* REQUIRED WORK *
Your response should be the complete listing, copied exactly.

* PROVIDED DATA *
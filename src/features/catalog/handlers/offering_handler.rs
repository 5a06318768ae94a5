use std::sync::Arc;

use axum::{
    extract::{Path, State},
    http::StatusCode,
    Json,
};
use validator::Validate;

use crate::core::error::Result;
use crate::core::extractor::{AppJson, AppQuery};
use crate::features::auth::guards::{RequireAdmin, RequireEditor};
use crate::features::catalog::dtos::{
    CreateServiceDto, ListServicesQuery, ServiceResponseDto, UpdateServiceDto,
};
use crate::features::catalog::services::OfferingService;
use crate::shared::types::ApiResponse;

/// List active services, optionally narrowed to one category
#[utoipa::path(
    get,
    path = "/api/services",
    params(ListServicesQuery),
    responses(
        (status = 200, description = "Active services", body = ApiResponse<Vec<ServiceResponseDto>>),
        (status = 400, description = "Invalid query parameters")
    ),
    tag = "catalog"
)]
pub async fn list_services(
    State(service): State<Arc<OfferingService>>,
    AppQuery(query): AppQuery<ListServicesQuery>,
) -> Result<Json<ApiResponse<Vec<ServiceResponseDto>>>> {
    let services = service.list_active(&query).await?;
    Ok(Json(ApiResponse::collection(services)))
}

/// Get an active service by its category and service slugs
#[utoipa::path(
    get,
    path = "/api/services/{category_slug}/{service_slug}",
    params(
        ("category_slug" = String, Path, description = "Category slug"),
        ("service_slug" = String, Path, description = "Service slug")
    ),
    responses(
        (status = 200, description = "Service found", body = ApiResponse<ServiceResponseDto>),
        (status = 404, description = "Service not found or inactive")
    ),
    tag = "catalog"
)]
pub async fn get_service(
    State(service): State<Arc<OfferingService>>,
    Path((category_slug, service_slug)): Path<(String, String)>,
) -> Result<Json<ApiResponse<ServiceResponseDto>>> {
    let found = service.get_by_slugs(&category_slug, &service_slug).await?;
    Ok(Json(ApiResponse::success(Some(found), None, None)))
}

// ==================== Admin ====================

/// List all services, including inactive ones
#[utoipa::path(
    get,
    path = "/api/admin/services",
    responses(
        (status = 200, description = "All services", body = ApiResponse<Vec<ServiceResponseDto>>),
        (status = 401, description = "Unauthorized"),
        (status = 403, description = "Editor role required")
    ),
    tag = "catalog-admin",
    security(("bearer_auth" = []))
)]
pub async fn admin_list_services(
    RequireEditor(_user): RequireEditor,
    State(service): State<Arc<OfferingService>>,
) -> Result<Json<ApiResponse<Vec<ServiceResponseDto>>>> {
    let services = service.list_all().await?;
    Ok(Json(ApiResponse::collection(services)))
}

/// Create a service under an existing category
#[utoipa::path(
    post,
    path = "/api/admin/services",
    request_body = CreateServiceDto,
    responses(
        (status = 201, description = "Service created", body = ApiResponse<ServiceResponseDto>),
        (status = 400, description = "Validation failed or unknown category"),
        (status = 401, description = "Unauthorized"),
        (status = 403, description = "Editor role required"),
        (status = 409, description = "Slug already in use within the category")
    ),
    tag = "catalog-admin",
    security(("bearer_auth" = []))
)]
pub async fn create_service(
    RequireEditor(_user): RequireEditor,
    State(service): State<Arc<OfferingService>>,
    AppJson(dto): AppJson<CreateServiceDto>,
) -> Result<(StatusCode, Json<ApiResponse<ServiceResponseDto>>)> {
    dto.validate()?;

    let created = service.create(dto).await?;
    Ok((
        StatusCode::CREATED,
        Json(ApiResponse::success(
            Some(created),
            Some("Service created".to_string()),
            None,
        )),
    ))
}

/// Update a service
#[utoipa::path(
    put,
    path = "/api/admin/services/{id}",
    params(
        ("id" = i64, Path, description = "Service ID")
    ),
    request_body = UpdateServiceDto,
    responses(
        (status = 200, description = "Service updated", body = ApiResponse<ServiceResponseDto>),
        (status = 400, description = "Validation failed or unknown category"),
        (status = 401, description = "Unauthorized"),
        (status = 403, description = "Editor role required"),
        (status = 404, description = "Service not found"),
        (status = 409, description = "Slug already in use within the category")
    ),
    tag = "catalog-admin",
    security(("bearer_auth" = []))
)]
pub async fn update_service(
    RequireEditor(_user): RequireEditor,
    State(service): State<Arc<OfferingService>>,
    Path(id): Path<i64>,
    AppJson(dto): AppJson<UpdateServiceDto>,
) -> Result<Json<ApiResponse<ServiceResponseDto>>> {
    dto.validate()?;

    let updated = service.update(id, dto).await?;
    Ok(Json(ApiResponse::success(
        Some(updated),
        Some("Service updated".to_string()),
        None,
    )))
}

/// Delete a service that has no features
#[utoipa::path(
    delete,
    path = "/api/admin/services/{id}",
    params(
        ("id" = i64, Path, description = "Service ID")
    ),
    responses(
        (status = 200, description = "Service deleted"),
        (status = 401, description = "Unauthorized"),
        (status = 403, description = "Admin role required"),
        (status = 404, description = "Service not found"),
        (status = 409, description = "Service still has features")
    ),
    tag = "catalog-admin",
    security(("bearer_auth" = []))
)]
pub async fn delete_service(
    RequireAdmin(_user): RequireAdmin,
    State(service): State<Arc<OfferingService>>,
    Path(id): Path<i64>,
) -> Result<Json<ApiResponse<()>>> {
    service.delete(id).await?;
    Ok(Json(ApiResponse::success(
        None,
        Some("Service deleted".to_string()),
        None,
    )))
}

* RESPONSE TO THE TASK *
filename src/features/catalog/handlers/offering_handler.rs
repository 5a06318768ae94a5
use std::sync::Arc;

use axum::{
    extract::{Path, State},
    http::StatusCode,
    Json,
};
use validator::Validate;

use crate::core::error::Result;
use crate::core::extractor::{AppJson, AppQuery};
use crate::features::auth::guards::{RequireAdmin, RequireEditor};
use crate::features::catalog::dtos::{
    CreateServiceDto, ListServicesQuery, ServiceResponseDto, UpdateServiceDto,
};
use crate::features::catalog::services::OfferingService;
use crate::shared::types::ApiResponse;

/// List active services, optionally narrowed to one category
#[utoipa::path(
    get,
    path = "/api/services",
    params(ListServicesQuery),
    responses(
        (status = 200, description = "Active services", body = ApiResponse<Vec<ServiceResponseDto>>),
        (status = 400, description = "Invalid query parameters")
    ),
    tag = "catalog"
)]
pub async fn list_services(
    State(service): State<Arc<OfferingService>>,
    AppQuery(query): AppQuery<ListServicesQuery>,
) -> Result<Json<ApiResponse<Vec<ServiceResponseDto>>>> {
    let services = service.list_active(&query).await?;
    Ok(Json(ApiResponse::collection(services)))
}

/// Get an active service by its category and service slugs
#[utoipa::path(
    get,
    path = "/api/services/{category_slug}/{service_slug}",
    params(
        ("category_slug" = String, Path, description = "Category slug"),
        ("service_slug" = String, Path, description = "Service slug")
    ),
    responses(
        (status = 200, description = "Service found", body = ApiResponse<ServiceResponseDto>),
        (status = 404, description = "Service not found or inactive")
    ),
    tag = "catalog"
)]
pub async fn get_service(
    State(service): State<Arc<OfferingService>>,
    Path((category_slug, service_slug)): Path<(String, String)>,
) -> Result<Json<ApiResponse<ServiceResponseDto>>> {
    let found = service.get_by_slugs(&category_slug, &service_slug).await?;
    Ok(Json(ApiResponse::success(Some(found), None, None)))
}

// ==================== Admin ====================

/// List all services, including inactive ones
#[utoipa::path(
    get,
    path = "/api/admin/services",
    responses(
        (status = 200, description = "All services", body = ApiResponse<Vec<ServiceResponseDto>>),
        (status = 401, description = "Unauthorized"),
        (status = 403, description = "Editor role required")
    ),
    tag = "catalog-admin",
    security(("bearer_auth" = []))
)]
pub async fn admin_list_services(
    RequireEditor(_user): RequireEditor,
    State(service): State<Arc<OfferingService>>,
) -> Result<Json<ApiResponse<Vec<ServiceResponseDto>>>> {
    let services = service.list_all().await?;
    Ok(Json(ApiResponse::collection(services)))
}

/// Create a service under an existing category
#[utoipa::path(
    post,
    path = "/api/admin/services",
    request_body = CreateServiceDto,
    responses(
        (status = 201, description = "Service created", body = ApiResponse<ServiceResponseDto>),
        (status = 400, description = "Validation failed or unknown category"),
        (status = 401, description = "Unauthorized"),
        (status = 403, description = "Editor role required"),
        (status = 409, description = "Slug already in use within the category")
    ),
    tag = "catalog-admin",
    security(("bearer_auth" = []))
)]
pub async fn create_service(
    RequireEditor(_user): RequireEditor,
    State(service): State<Arc<OfferingService>>,
    AppJson(dto): AppJson<CreateServiceDto>,
) -> Result<(StatusCode, Json<ApiResponse<ServiceResponseDto>>)> {
    dto.validate()?;

    let created = service.create(dto).await?;
    Ok((
        StatusCode::CREATED,
        Json(ApiResponse::success(
            Some(created),
            Some("Service created".to_string()),
            None,
        )),
    ))
}

/// Update a service
#[utoipa::path(
    put,
    path = "/api/admin/services/{id}",
    params(
        ("id" = i64, Path, description = "Service ID")
    ),
    request_body = UpdateServiceDto,
    responses(
        (status = 200, description = "Service updated", body = ApiResponse<ServiceResponseDto>),
        (status = 400, description = "Validation failed or unknown category"),
        (status = 401, description = "Unauthorized"),
        (status = 403, description = "Editor role required"),
        (status = 404, description = "Service not found"),
        (status = 409, description = "Slug already in use within the category")
    ),
    tag = "catalog-admin",
    security(("bearer_auth" = []))
)]
pub async fn update_service(
    RequireEditor(_user): RequireEditor,
    State(service): State<Arc<OfferingService>>,
    Path(id): Path<i64>,
    AppJson(dto): AppJson<UpdateServiceDto>,
) -> Result<Json<ApiResponse<ServiceResponseDto>>> {
    dto.validate()?;

    let updated = service.update(id, dto).await?;
    Ok(Json(ApiResponse::success(
        Some(updated),
        Some("Service updated".to_string()),
        None,
    )))
}

/// Delete a service that has no features
#[utoipa::path(
    delete,
    path = "/api/admin/services/{id}",
    params(
        ("id" = i64, Path, description = "Service ID")
    ),
    responses(
        (status = 200, description = "Service deleted"),
        (status = 401, description = "Unauthorized"),
        (status = 403, description = "Admin role required"),
        (status = 404, description = "Service not found"),
        (status = 409, description = "Service still has features")
    ),
    tag = "catalog-admin",
    security(("bearer_auth" = []))
)]
pub async fn delete_service(
    RequireAdmin(_user): RequireAdmin,
    State(service): State<Arc<OfferingService>>,
    Path(id): Path<i64>,
) -> Result<Json<ApiResponse<()>>> {
    service.delete(id).await?;
    Ok(Json(ApiResponse::success(
        None,
        Some("Service deleted".to_string()),
        None,
    )))
}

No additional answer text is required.